Miércoles, microcentro, alrededor de las 14.45. El horario corrido del comercio dejó la siesta en suspenso, así que el trajín es el de siempre. La circulación es intensa, porque ya sabemos que los tucumanos hemos (auto)decretado el fin del aislamiento. El operativo de control de motos desplegado en Maipú al 300 termina, como suele suceder, en escándalo. Hay insultos, amenazas, nerviosismo. La crónica es la anatomía de un instante, porque pasa de todo en cuestión de segundos:

- El lugar elegido es letal para quienes bajan por San Juan y giran a la derecha. No hay margen de maniobra, se topan de frente con el grupo de varitas y policías que conforman el retén. Los operativos que se organizan en las avenidas les dan a los motociclistas resquicios para la evasión: cruzando platabandas, subiendo a la vereda o, directamente, volviendo en contramano. Es un clásico, por ejemplo, en la zona de Casal. En el centro, prisioneros de las calles estrechas y tomados por sorpresa, no hay escapatoria.

- La capacidad de carga del camión municipal está al límite. Se acercan las tres de la tarde y sólo queda espacio para una moto más. Se la secuestran a un hombre, vestido de negro, que después de discutir con los varitas se encara con un policía que le dice algo por lo bajo. “¡¿A quién vas a hacer cagar?!, se exalta el motoclista. Están a punto de irse a las manos, hasta que los separan.

- El clima alrededor es espeso. Hay mucho público, entre los empleados de los numerosos negocios de la Maipú y los transeúntes. Todos se ponen de parte de los motociclistas. Este factor, llamemos de presión social, no incide tanto cuando los controles se realizan en las avenidas. “¡Vamos, vamos!”, arengan los varitas, ya subidos al camión, mientras les caen los insultos.

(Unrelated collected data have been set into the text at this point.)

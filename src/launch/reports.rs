// src/launch/reports.rs

//! Markdown documents synthesized when the engine leaves nothing to show.

use std::path::{Path, PathBuf};

use crate::errors::Result;
use crate::fs::FileSystem;
use crate::types::RunStatus;

#[derive(Debug, Clone, Copy, PartialEq, Eq)]
pub enum ReportKind {
    NoOutput,
    CriticalError,
    ScriptError,
}

impl ReportKind {
    pub fn file_name(&self) -> &'static str {
        match self {
            ReportKind::NoOutput => "no_output_report.md",
            ReportKind::CriticalError => "critical_error_report.md",
            ReportKind::ScriptError => "script_error_report.md",
        }
    }

    pub fn status(&self) -> RunStatus {
        match self {
            ReportKind::NoOutput => RunStatus::NoOutput,
            ReportKind::CriticalError => RunStatus::NoDisplayableOutput,
            ReportKind::ScriptError => RunStatus::ScriptError,
        }
    }

    /// Shown when the report itself cannot be written.
    pub fn failure_message(&self) -> &'static str {
        match self {
            ReportKind::NoOutput => {
                "Workflow finished with no output, and fallback report failed."
            }
            ReportKind::CriticalError => "No display file found, and fallback report failed.",
            ReportKind::ScriptError => {
                "Critical script error and unable to create fallback report."
            }
        }
    }
}

pub fn no_output_report(stdout: &str, stderr: &str) -> String {
    format!(
        "# Workflow Finished Without Output\n\n\
         The workflow script completed without errors, but no workspace files were \
         generated in the workspace directory.\n\n\
         STDOUT:\n```\n{stdout}\n```\n\n\
         STDERR:\n```\n{stderr}\n```"
    )
}

pub fn critical_error_report(stdout: &str, stderr: &str) -> String {
    format!(
        "# Workflow Critical Error\n\n\
         Workspace files were created, but no suitable display file (e.g., .md) was found.\n\
         STDOUT:\n```\n{stdout}\n```\n\
         STDERR:\n```\n{stderr}\n```"
    )
}

pub fn script_error_report(error: &str) -> String {
    format!(
        "# Workflow Script Error Report\n\n\
         The workflow script encountered an unhandled error:\n\n\
         ```\n{error}\n```\n\n\
         Please check the server logs for more details."
    )
}

/// Write `content` as the `kind` report inside `dir`.
pub fn write_report(
    fs: &dyn FileSystem,
    dir: &Path,
    kind: ReportKind,
    content: &str,
) -> Result<PathBuf> {
    let path = dir.join(kind.file_name());
    fs.write(&path, content.as_bytes())?;
    Ok(path)
}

No parece importarles mucho, o será que están curtidos: dos cuadras más allá, cruzando Mendoza, van a las risotadas, que de tan fuertes traspasan los barbijos.

- Algunas de las muchas expresiones proferidas, a los gritos, por los testigos del operativo: “a los que trabajan les quitan a los motos, a los choros ni los tocan”; “¿por qué no se van a los barrios a secuestrar motos? Ahí están los ladrones”; “están trabando el tránsito, váyanse a otro lado”; “los verdaderos delincuentes son ustedes”; “dejen a la gente tranquila”; y toda la gama de sinónimos asociada con el concepto de coimeros. Pasa un señor cargando un colchón y los increpa. Una señora de anteojos, fuera de sí, los insulta.

- A todo esto, un caballero de pronunciada calvicie repite, una y otra vez, que va “a hablar con el ministro”. Y se va caminando por Mendoza con el celular pegado a la oreja. No se alcanza a escuchar de qué ministro se trata y cuál sería el objetivo de la denuncia.

- Esfumado de la escena el camión municipal los policías se dispersan sin hacer olas. El que había protagonizado el altercado con el motoclista ensaya unos pocos pasos y sube a un auto blanco, del lado del conductor, estacionado a mitad de cuadra, sobre Maipú. O sea, en infracción.


Es una lucha

Hay un problema de fondo en todo esto, gravísimo, relacionado con el contrato social en el que se encuadra la vida ciudadana. En los hechos, en la calle, en el día a día, ese contrato está roto y las responsabilidades son compartidas. De la autoridad, en la que no se confía, y de la comunidad, que dejó de respetarla. La tucumana se ha convertido en una de esas sociedades en las que las leyes no se leen y las reglas no se escriben. Estamos peligrosamente entrampados.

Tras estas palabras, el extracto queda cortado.